Elian’s case and Bradley’s crusade
 
Relating a Cuban boy to 14 million Americans in poverty


                                                         ANALYSIS by
                                                             Tom Curry
                                                                MSNBC

       
                                  Jan. 18 —  Bill Bradley knows that an emotional
                          symbol can help launch a political crusade.
                          Noting that the case of 6-year-old Cuban émigré
                          Elian Gonzalez “has riveted the nation’s
                          attention,” the Democratic presidential
                          contender called on Americans to use some of
                          the determination generated by Elian’s plight to
                          eliminate child poverty in America.
                                “IF ELIAN GONZALEZ can be an inspiration to do
                         that, then I think it will have a much longer-term effect than
                         just simply one tragic incident,” Bradley said in Monday
                         night’s Democratic debate in Des Moines, Iowa.
                                But Bradley and others who want to start a new
                         crusade to abolish poverty in America have no Elian
                         Gonzalez, no personal rallying point.
                                American politics in recent years demands what
                         Hollywood knows as “a story line,” a personal catastrophe,
                         a suffering victim or a bereaved next-of-kin to pique the
                         public interest and bring tears to one’s eyes.

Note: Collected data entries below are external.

impl SceneController {
    /// Creates a controller using the built-in entity catalog.
    ///
    /// # Errors
    ///
    /// Returns [`SyncError::InvalidConfig`] if `config` does not validate.
    ///
    /// [`SyncError::InvalidConfig`]: crate::SyncError::InvalidConfig
    pub fn new(config: &SyncConfig) -> SyncResult<Self> {
        Self::with_catalog(config, Catalog::builtin().clone())
    }

    /// Creates a controller building entities from `catalog`.
    ///
    /// # Errors
    ///
    /// Returns [`SyncError::InvalidConfig`] if `config` does not validate.
    ///
    /// [`SyncError::InvalidConfig`]: crate::SyncError::InvalidConfig
    pub fn with_catalog(config: &SyncConfig, catalog: Catalog) -> SyncResult<Self> {
        config.validate()?;
        let outbox = Outbox::new();
        let mut registry = EntityRegistry::new(catalog, outbox.clone());
        registry.set_deactivate_unmatched(config.deactivate_unmatched);
        Ok(Self {
            registry,
            outbox,
            snapshot: HostSnapshot::new(),
            observer: None,
            phase: ScenePhase::Idle,
            scene: None,
            sync_enabled: config.entity_sync_enabled,
            next_sync_enabled: config.entity_sync_enabled,
        })
    }

    /// Routes diagnostics from the controller, registry and entities to
    /// `observer`. Entities registered before this call keep their previous
    /// observer.
    #[must_use]
    pub fn with_observer(mut self, observer: ObserverHandle) -> Self {
        self.registry.set_observer(Some(Arc::clone(&observer)));
        self.observer = Some(observer);
        self
    }

    /// Current phase.
    #[must_use]
    pub fn phase(&self) -> ScenePhase {
        self.phase
    }

    /// Name of the loaded scene.
    #[must_use]
    pub fn scene(&self) -> Option<&str> {
        self.scene.as_deref()
    }

    /// Whether entities are synchronized in the current scene.
    #[must_use]
    pub fn is_entity_sync_enabled(&self) -> bool {
        self.sync_enabled
    }

    /// Turns entity synchronization on or off. Takes effect at the next scene
    /// load; the current scene keeps its setting.
    pub fn set_entity_sync_enabled(&mut self, enabled: bool) {
        debug!(enabled, "Entity sync change queued for next scene load");
        self.next_sync_enabled = enabled;
    }

    /// The registry of the current scene.
    #[must_use]
    pub fn registry(&self) -> &EntityRegistry {
        &self.registry
    }

    /// Mutable access to the registry, for engine callbacks on entities.
    pub fn registry_mut(&mut self) -> &mut EntityRegistry {
        &mut self.registry
    }

    /// The host's merged view of what it broadcast this scene.
    #[must_use]
    pub fn host_snapshot(&self) -> &HostSnapshot {
        &self.snapshot
    }

    /// The batch to send a client joining this host's scene.
    #[must_use]
    pub fn scene_entry_batch(&self) -> Vec<EntityUpdate> {
        self.snapshot.batch()
    }

    /// Engine notification: a scene finished loading. A scene still loaded
    /// is unloaded first.
    pub fn scene_loaded(&mut self, name: &str) {
        if self.phase != ScenePhase::Idle {
            debug!(previous = ?self.scene, "Scene loaded without unload; unloading previous");
            self.scene_unloaded();
        }
        self.sync_enabled = self.next_sync_enabled;
        self.scene = Some(name.to_owned());
        self.phase = ScenePhase::AwaitingStatus;
        info!(scene = name, entity_sync = self.sync_enabled, "Scene loaded");
    }

    /// Engine notification: the scene is unloading. Destroys every entity and
    /// drops the scene-entry batch, the host snapshot and queued outbound
    /// updates.
    pub fn scene_unloaded(&mut self) {
        if let Some(scene) = &self.scene {
            info!(scene = %scene, entities = self.registry.len(), "Scene unloaded");
        }
        self.registry.clear();
        self.outbox.clear();
        self.snapshot.clear();
        self.scene = None;
        self.phase = ScenePhase::Idle;
    }

    /// Engine notification: an object was enabled. Returns its key if it is a
    /// networked entity.
    pub fn entity_enabled(
        &mut self,
        raw_name: &str,
        graph: Box<dyn BehaviorGraph>,
    ) -> Option<EntityKey> {
        if self.phase == ScenePhase::Idle || !self.sync_enabled {
            trace!(name = raw_name, phase = self.phase.as_str(), "Ignoring enabled object");
            return None;
        }
        self.registry.register_on_enable(raw_name, graph)
    }

    /// Applies one network event.
    pub fn handle_event(&mut self, event: SceneEvent) {
        match event {
            SceneEvent::EnterScene { scene_host, batch } => self.enter_scene(scene_host, batch),
            SceneEvent::HostLeft => self.host_left(),
            SceneEvent::Update(update) => self.dispatch(&update),
        }
    }

    /// Drains `inbox` and applies every event in arrival order. Returns the
    /// number of events applied.
    pub fn pump(&mut self, inbox: &Inbox) -> usize {
        let events = inbox.drain();
        let count = events.len();
        for event in events {
            self.handle_event(event);
        }
        count
    }

    /// Takes the updates entities emitted since the last call, for
    /// [`SyncProtocol::send_update`]. On the scene host they are also merged
    /// into the [`HostSnapshot`].
    ///
    /// [`SyncProtocol::send_update`]: crate::SyncProtocol::send_update
    #[must_use]
    pub fn drain_outbound(&mut self) -> Vec<EntityUpdate> {
        let updates = self.outbox.drain();
        if self.phase == ScenePhase::Host {
            for update in &updates {
                self.snapshot.record(update);
            }
        }
        updates
    }

    fn enter_scene(&mut self, scene_host: bool, batch: Vec<EntityUpdate>) {
        if self.phase == ScenePhase::Idle {
            self.report(SyncViolation::new(
                ViolationSeverity::Warning,
                ViolationKind::SceneTransition,
                "Scene status received with no scene loaded",
                concat!(file!(), ":", line!()),
            ));
            return;
        }
        if self.phase == ScenePhase::Host {
            self.report(SyncViolation::new(
                ViolationSeverity::Warning,
                ViolationKind::SceneTransition,
                "Scene status received while already scene host; ignoring",
                concat!(file!(), ":", line!()),
            ));
            return;
        }
        if scene_host && self.phase == ScenePhase::Client {
            debug!(scene = ?self.scene, "Scene status promotes client to host");
            self.host_left();
            return;
        }
        if scene_host {
            info!(scene = ?self.scene, "Entering scene as host");
            self.phase = ScenePhase::Host;
            self.registry.enter_scene_as_host();
        } else {
            info!(scene = ?self.scene, cached = batch.len(), "Entering scene as client");
            self.phase = ScenePhase::Client;
            self.registry.enter_scene_as_client(batch);
        }
    }

    fn host_left(&mut self) {
        match self.phase {
            ScenePhase::Client => {
                info!(scene = ?self.scene, "Scene host left; taking over");
                self.registry.switch_to_scene_host();
                self.phase = ScenePhase::Host;
                self.seed_snapshot();
            },
            ScenePhase::AwaitingStatus => {
                info!(scene = ?self.scene, "Scene host left before status; entering as host");
                self.phase = ScenePhase::Host;
                self.registry.enter_scene_as_host();
            },
            ScenePhase::Host | ScenePhase::Idle => {
                trace!(phase = self.phase.as_str(), "Ignoring host transfer");
            },
        }
    }

    /// Fills the snapshot with what this side mirrored as a client, so a client
    /// joining after the hand-off learns about entities that died before it.
    fn seed_snapshot(&mut self) {
        for entity in self.registry.snapshots() {
            let mut update = EntityUpdate::new(entity.key);
            if let Some(position) = entity.position {
                update = update.with_position(position);
            }
            if let Some(flipped) = entity.scale {
                update = update.with_scale(flipped);
            }
            if let Some(state) = entity.last_state {
                update = update.with_state(state);
            }
            if !update.is_empty() {
                self.snapshot.record(&update);
            }
        }
        debug!(entries = self.snapshot.len(), "Seeded host snapshot after hand-off");
    }

    fn dispatch(&mut self, update: &EntityUpdate) {
        if !self.sync_enabled {
            trace!(key = %update.key, "Entity sync disabled; ignoring update");
            return;
        }
        let violation = match self.phase {
            ScenePhase::Client => {
                self.registry.dispatch_update(update);
                return;
            },
            ScenePhase::Host => SyncViolation::new(
                ViolationSeverity::Warning,
                ViolationKind::Authority,
                "Dropping update: this side is scene host",
                concat!(file!(), ":", line!()),
            ),
            ScenePhase::Idle | ScenePhase::AwaitingStatus => SyncViolation::new(
                ViolationSeverity::Warning,
                ViolationKind::SceneTransition,
                format!(
                    "Dropping update: scene status not received ({})",
                    self.phase.as_str()
                ),
                concat!(file!(), ":", line!()),
            ),
        };
        self.report(violation.with_entity(update.key));
    }

    fn report(&self, violation: SyncViolation) {
        report_to_observer(self.observer.as_ref(), &violation);
    }
}
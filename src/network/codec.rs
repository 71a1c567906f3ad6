//! Binary codec for the packet envelope.
//!
//! Entity updates themselves are hand-packed by [`wire`](super::wire) so that
//! their layout is stable byte-for-byte. Everything around them (sequence
//! numbers, acks, scene status) travels inside a [`Message`] serialized with
//! bincode, and the bincode configuration lives only here.
//!
//! # Examples
//!
//! ```
//! use scene_sync::network::codec::{decode_message, encode_message};
//! use scene_sync::network::messages::{MessageBody, MessageHeader};
//! use scene_sync::Message;
//!
//! let keepalive = Message {
//!     header: MessageHeader { magic: 0x5C5E },
//!     body: MessageBody::KeepAlive,
//! };
//! let bytes = encode_message(&keepalive).expect("encoding should succeed");
//! assert_eq!(decode_message(&bytes).expect("decoding should succeed"), keepalive);
//! ```

use std::fmt;

use crate::network::messages::Message;

// Fixed-width integers keep a message's size a function of its payload
// lengths only.
fn config() -> impl bincode::config::Config {
    bincode::config::standard().with_fixed_int_encoding()
}

/// Errors that can occur during envelope encoding or decoding.
///
/// Bincode errors are opaque, so their message is kept as a `String`. The
/// packed update format has its own structured error,
/// [`WireError`](super::wire::WireError).
#[derive(Debug, Clone, PartialEq, Eq)]
#[non_exhaustive]
pub enum CodecError {
    /// Bincode could not serialize the message.
    Encode {
        /// The underlying bincode error message.
        message: String,
    },
    /// The bytes are not a bincode-encoded [`Message`].
    Decode {
        /// The underlying bincode error message.
        message: String,
    },
    /// A message decoded, but the datagram carried more bytes after it.
    TrailingBytes {
        /// Number of unread bytes.
        count: usize,
    },
}

impl fmt::Display for CodecError {
    fn fmt(&self, f: &mut fmt::Formatter<'_>) -> fmt::Result {
        match self {
            Self::Encode { message } => write!(f, "encoding message failed: {message}"),
            Self::Decode { message } => write!(f, "decoding message failed: {message}"),
            Self::TrailingBytes { count } => write!(f, "{count} trailing bytes after message"),
        }
    }
}

impl std::error::Error for CodecError {}

/// Result type for codec operations.
pub type CodecResult<T> = Result<T, CodecError>;

/// Encodes a message into a new buffer.
pub fn encode_message(message: &Message) -> CodecResult<Vec<u8>> {
    bincode::serde::encode_to_vec(message, config()).map_err(|e| CodecError::Encode {
        message: e.to_string(),
    })
}

/// Appends the encoded message to `buffer`, returning the bytes written. Lets a
/// socket reuse one send buffer for every datagram.
pub fn encode_message_into(message: &Message, buffer: &mut Vec<u8>) -> CodecResult<usize> {
    let start = buffer.len();
    bincode::serde::encode_into_std_write(message, buffer, config())
        .map(|_| buffer.len() - start)
        .map_err(|e| CodecError::Encode {
            message: e.to_string(),
        })
}

/// Decodes one message. A datagram carries exactly one message, so trailing
/// bytes are rejected.
pub fn decode_message(bytes: &[u8]) -> CodecResult<Message> {
    let (message, read): (Message, usize) = bincode::serde::decode_from_slice(bytes, config())
        .map_err(|e| CodecError::Decode {
            message: e.to_string(),
        })?;
    if read != bytes.len() {
        return Err(CodecError::TrailingBytes {
            count: bytes.len() - read,
        });
    }
    Ok(message)
}

#[cfg(test)]
#[allow(
    clippy::panic,
    clippy::unwrap_used,
    clippy::expect_used,
    clippy::indexing_slicing
)]
mod tests {
    use super::*;
    use crate::network::messages::{AckPacket, MessageBody, MessageHeader, SceneStatus};

    fn message(body: MessageBody) -> Message {
        Message {
            header: MessageHeader { magic: 0xABCD },
            body,
        }
    }

    #[test]
    fn scene_status_survives_the_envelope() {
        let original = message(MessageBody::SceneStatus(SceneStatus {
            sequence: 12,
            scene_host: false,
            batch: vec![0, 0],
        }));
        let bytes = encode_message(&original).unwrap();
        assert_eq!(decode_message(&bytes).unwrap(), original);
    }

    #[test]
    fn trailing_bytes_are_rejected() {
        let mut bytes = encode_message(&message(MessageBody::KeepAlive)).unwrap();
        bytes.push(0);
        assert_eq!(
            decode_message(&bytes),
            Err(CodecError::TrailingBytes { count: 1 })
        );
    }

    #[test]
    fn garbage_is_a_decode_error() {
        assert!(matches!(
            decode_message(&[0xFF, 0xFF, 0xFF]),
            Err(CodecError::Decode { .. })
        ));
    }

    #[test]
    fn encode_into_appends_after_existing_bytes() {
        let keepalive = message(MessageBody::KeepAlive);
        let mut buffer = vec![9];
        let written = encode_message_into(&keepalive, &mut buffer).unwrap();
        assert_eq!(buffer.len(), 1 + written);
        assert_eq!(&buffer[1..], encode_message(&keepalive).unwrap().as_slice());
    }

    #[test]
    fn ack_size_does_not_depend_on_sequence_values() {
        let small = encode_message(&message(MessageBody::Ack(AckPacket { sequences: vec![1] })));
        let large = encode_message(&message(MessageBody::Ack(AckPacket {
            sequences: vec![u32::MAX],
        })));
        assert_eq!(small.unwrap().len(), large.unwrap().len());
    }

    #[test]
    fn errors_display_their_cause() {
        assert_eq!(
            CodecError::TrailingBytes { count: 3 }.to_string(),
            "3 trailing bytes after message"
        );
        assert!(CodecError::Decode {
            message: "unexpected end".to_owned()
        }
        .to_string()
        .contains("unexpected end"));
    }
}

                                To be sure, thousands of suffering children can be
                         found in America: some who are abused by their parents or
                         ill-treated by the foster care system.
                                Millions are born to single parents who are struggling to
                         make ends meet. The Census Bureau says that children who
                         live with a single mother have a poverty rate of 55 percent,
                         more than five times the rate for children in married-couple
                         families.
                         ENGAGING THE EMOTIONS
                                But Elian Gonzales has succeeded in doing what
                         children living in poverty often can’t seem to do: He has
                         engaged the sympathies of editorial writers and TV and
                         radio talk show producers.
                                You know when such a case has hit home when the
                         central figure suddenly is referred to by his or her first name.
                         “Elian” has passed this threshold.
                                Something similar happened with “Megan’s law,” the
                         1996 federal statute that requires state authorities to notify
                         communities when convicted sex offenders come to live in
                         their town. The bill was named after Megan Kanka, a
                         7-year-old girl who had been killed by a convicted sex
                         offender who had moved to her neighborhood in Hamilton
                         Township, N.J.
                         FDR DIDN’T NEED SYMBOLS
                                It was not always this way. In 1937 President Franklin
                         Roosevelt issued a ringing call to action on the unfinished
                         agenda of the New Deal. “Here is one-third of a nation
                         ill-nourished, ill-clad, ill-housed,” Roosevelt declared. “Here
                         are thousands upon thousands of children who should be at
                         school, working at mines and mills.”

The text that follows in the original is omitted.